林清月今日着一身浅紫白双燕齐飞的时新宫装,头上斜插着一支皇后赐的翡翠七宝流苏簪。

        虽是不打眼的装扮,但行走之时,成色绝佳的的阳绿翡翠流苏在雪白的侧脸边轻微晃动,愈发显得气质清冷,金贵自持。

        往常林清月自然是不会走完全程的,姑姑向来偏宠她,不舍得她受这份苦,但这种使臣来贺的宫宴向来是规矩极严的,就算林清月身份再尊贵,也是没有诰命的臣女。同众多女子一样,只能徒步行至凤栖宫。

        但没走过不代表这规矩林清月不会。数百名官家女子中,只有少数女子依旧维持着矩步引颈,束腰矜庄的姿态,其中尤其以林清月为翘楚。

        一举一动,就连在脸侧晃动的流苏都像是精心测量过一般,优雅至极。

        女子们窥探着林清月哪怕独身一人,也宛若扈从如云般金尊玉贵的气场,再看看自己气喘吁吁,腰倒腿软的仪态。
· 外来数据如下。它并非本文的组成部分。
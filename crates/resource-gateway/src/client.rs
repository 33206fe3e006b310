//! Kubernetes-backed ResourceGateway

use crate::error::GatewayError;
use crate::gateway_trait::ResourceGateway;
use crate::models::{ResourceKind, SecurityParams, ServiceRecord};
use crds::{IP, IPSpec, NAT, NATSpec, OWNED_ANNOTATION_KEYS, Security, SecurityAction, SecuritySpec};
use k8s_openapi::api::core::v1::Service;
use k8s_openapi::apimachinery::pkg::apis::meta::v1::{ObjectMeta, OwnerReference};
use kube::api::{DeleteParams, ListParams, Patch, PatchParams, PostParams};
use kube::{Api, Client, Resource};
use serde::Serialize;
use serde::de::DeserializeOwned;
use std::fmt::Debug;
use tracing::debug;

/// ResourceGateway implementation over the Kubernetes API
#[derive(Clone)]
pub struct KubeGateway {
    client: Client,
}

impl KubeGateway {
    /// Create a gateway on top of an existing kube client
    pub fn new(client: Client) -> Self {
        Self { client }
    }

    fn ips(&self, namespace: &str) -> Api<IP> {
        Api::namespaced(self.client.clone(), namespace)
    }

    fn nats(&self, namespace: &str) -> Api<NAT> {
        Api::namespaced(self.client.clone(), namespace)
    }

    fn securities(&self, namespace: &str) -> Api<Security> {
        Api::namespaced(self.client.clone(), namespace)
    }

    fn services(&self, namespace: &str) -> Api<Service> {
        Api::namespaced(self.client.clone(), namespace)
    }
}

/// Metadata for a new object in the owner's namespace
fn owned_meta(name: &str, owner: &ServiceRecord) -> ObjectMeta {
    ObjectMeta {
        name: Some(name.to_string()),
        namespace: Some(owner.namespace.clone()),
        owner_references: owner.owner_reference().map(|r| vec![r]),
        ..Default::default()
    }
}

/// Append `owner` to the object's owner references unless a reference with
/// the same uid is already present. Returns whether anything changed.
pub(crate) fn ensure_owner(meta: &mut ObjectMeta, owner: Option<OwnerReference>) -> bool {
    let Some(owner) = owner else {
        return false;
    };
    let refs = meta.owner_references.get_or_insert_with(Vec::new);
    if refs.iter().any(|r| r.uid == owner.uid) {
        return false;
    }
    refs.push(owner);
    true
}

/// Create `desired`; when it already exists, let `merge` fold the desired
/// state into the live object and replace it only if `merge` reports a change.
async fn upsert<K, F>(
    api: &Api<K>,
    kind: ResourceKind,
    name: &str,
    desired: K,
    merge: F,
) -> Result<(), GatewayError>
where
    K: Resource + Clone + Serialize + DeserializeOwned + Debug + Send + Sync,
    F: FnOnce(&mut K, K) -> bool + Send,
{
    match api.create(&PostParams::default(), &desired).await {
        Ok(_) => {
            debug!("Created {} {}", kind, name);
            Ok(())
        }
        Err(e) => match GatewayError::from_kube(e, kind, name) {
            GatewayError::AlreadyExists { .. } => {
                let mut current = api
                    .get(name)
                    .await
                    .map_err(|e| GatewayError::from_kube(e, kind, name))?;
                if !merge(&mut current, desired) {
                    debug!("{} {} already up-to-date", kind, name);
                    return Ok(());
                }
                api.replace(name, &PostParams::default(), &current)
                    .await
                    .map_err(|e| GatewayError::from_kube(e, kind, name))?;
                debug!("Updated {} {}", kind, name);
                Ok(())
            }
            other => Err(other),
        },
    }
}

async fn delete_named<K>(api: &Api<K>, kind: ResourceKind, name: &str) -> Result<(), GatewayError>
where
    K: Resource + Clone + DeserializeOwned + Debug,
{
    api.delete(name, &DeleteParams::default())
        .await
        .map(|_| ())
        .map_err(|e| GatewayError::from_kube(e, kind, name))
}

/// JSON merge patch writing the controller-owned annotations of `record`.
///
/// Owned keys absent from the record are patched to `null` so they are
/// removed server-side. The resource version turns the patch into a
/// conditional write.
pub(crate) fn annotation_patch(record: &ServiceRecord) -> serde_json::Value {
    let annotations: serde_json::Map<String, serde_json::Value> = OWNED_ANNOTATION_KEYS
        .iter()
        .map(|key| {
            let value = record
                .annotation(key)
                .map_or(serde_json::Value::Null, |v| serde_json::Value::String(v.to_string()));
            ((*key).to_string(), value)
        })
        .collect();

    let mut metadata = serde_json::json!({ "annotations": annotations });
    if let Some(rv) = &record.resource_version {
        metadata["resourceVersion"] = serde_json::Value::String(rv.clone());
    }
    serde_json::json!({ "metadata": metadata })
}

#[async_trait::async_trait]
impl ResourceGateway for KubeGateway {
    async fn get_allocation(&self, name: &str, namespace: &str) -> Result<IP, GatewayError> {
        self.ips(namespace)
            .get(name)
            .await
            .map_err(|e| GatewayError::from_kube(e, ResourceKind::Allocation, name))
    }

    async fn create_allocation(&self, name: &str, namespace: &str, pool: &str) -> Result<IP, GatewayError> {
        let mut ip = IP::new(name, IPSpec { pool_name: pool.to_string() });
        ip.metadata.namespace = Some(namespace.to_string());
        self.ips(namespace)
            .create(&PostParams::default(), &ip)
            .await
            .map_err(|e| GatewayError::from_kube(e, ResourceKind::Allocation, name))
    }

    async fn delete_allocation(&self, name: &str, namespace: &str) -> Result<(), GatewayError> {
        delete_named(&self.ips(namespace), ResourceKind::Allocation, name).await
    }

    async fn create_or_update_nat(&self, name: &str, address: &str, dat_address: &str, owner: &ServiceRecord) -> Result<(), GatewayError> {
        let desired = NAT {
            metadata: owned_meta(name, owner),
            spec: NATSpec {
                destination_addresses: vec![address.to_string()],
                dat_address: dat_address.to_string(),
                description: Some(format!("Managed for Service {}", owner.key())),
            },
            status: None,
        };
        let owner_ref = owner.owner_reference();
        upsert(&self.nats(&owner.namespace), ResourceKind::Nat, name, desired, |current, desired| {
            let mut changed = ensure_owner(&mut current.metadata, owner_ref);
            // The description names whichever Service last wrote the object; it is not drift.
            if current.spec.destination_addresses != desired.spec.destination_addresses
                || current.spec.dat_address != desired.spec.dat_address
            {
                current.spec = desired.spec;
                changed = true;
            }
            changed
        })
        .await
    }

    async fn delete_nat(&self, name: &str, namespace: &str) -> Result<(), GatewayError> {
        delete_named(&self.nats(namespace), ResourceKind::Nat, name).await
    }

    async fn create_or_update_security(&self, params: &SecurityParams, owner: &ServiceRecord) -> Result<(), GatewayError> {
        let desired = Security {
            metadata: owned_meta(&params.name, owner),
            spec: SecuritySpec {
                destination_addresses: vec![params.address.clone()],
                destination_zones: params.destination_zones.clone(),
                services: params.services.clone(),
                log_setting: params.log_setting.clone(),
                group: params.group.clone(),
                action: SecurityAction::Allow,
                description: None,
            },
            status: None,
        };
        let owner_ref = owner.owner_reference();
        upsert(&self.securities(&owner.namespace), ResourceKind::Security, &params.name, desired, |current, desired| {
            let mut changed = ensure_owner(&mut current.metadata, owner_ref);
            if current.spec != desired.spec {
                current.spec = desired.spec;
                changed = true;
            }
            changed
        })
        .await
    }

    async fn delete_security(&self, name: &str, namespace: &str) -> Result<(), GatewayError> {
        delete_named(&self.securities(namespace), ResourceKind::Security, name).await
    }

    async fn list_service_records(&self, namespace: &str) -> Result<Vec<ServiceRecord>, GatewayError> {
        let list = self
            .services(namespace)
            .list(&ListParams::default())
            .await
            .map_err(|e| GatewayError::from_kube(e, ResourceKind::Service, namespace))?;
        list.items.iter().map(ServiceRecord::try_from).collect()
    }

    async fn update_service_record(&self, record: &ServiceRecord) -> Result<ServiceRecord, GatewayError> {
        let patch = annotation_patch(record);
        let svc = self
            .services(&record.namespace)
            .patch(&record.name, &PatchParams::default(), &Patch::Merge(&patch))
            .await
            .map_err(|e| GatewayError::from_kube(e, ResourceKind::Service, &record.name))?;
        ServiceRecord::try_from(&svc)
    }
}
第一次真真切切的承认有些人的确就是天生该站在顶峰的。

        数千名宫女分立在深红的高墙之下,肃穆庄严可见一斑,这次宴会难得的允了五品官员以上携带家眷,便有了数名女子因为从未见过这般皇室威压,吓得屏气凝神。

        加上这段路实在过长,站立在坤宁宫大门前时,个别女子竟然在深秋时节汗流浃背,花了为进宫而准备的盛大妆容。

        “李小姐口脂花了,这是菱花楼里新出的石榴红,不妨试试?”

        皇宫禁地众人皆是肃立着不敢开口,林清月倒是难得听见如此镇定自若地声音,不由得侧目望去。

        女子一袭攒金线葵花曳地裙,与之相呼应的是发髻上的葵花玳瑁簪,衬着女子清丽婉约的长相,显得端庄又亮眼。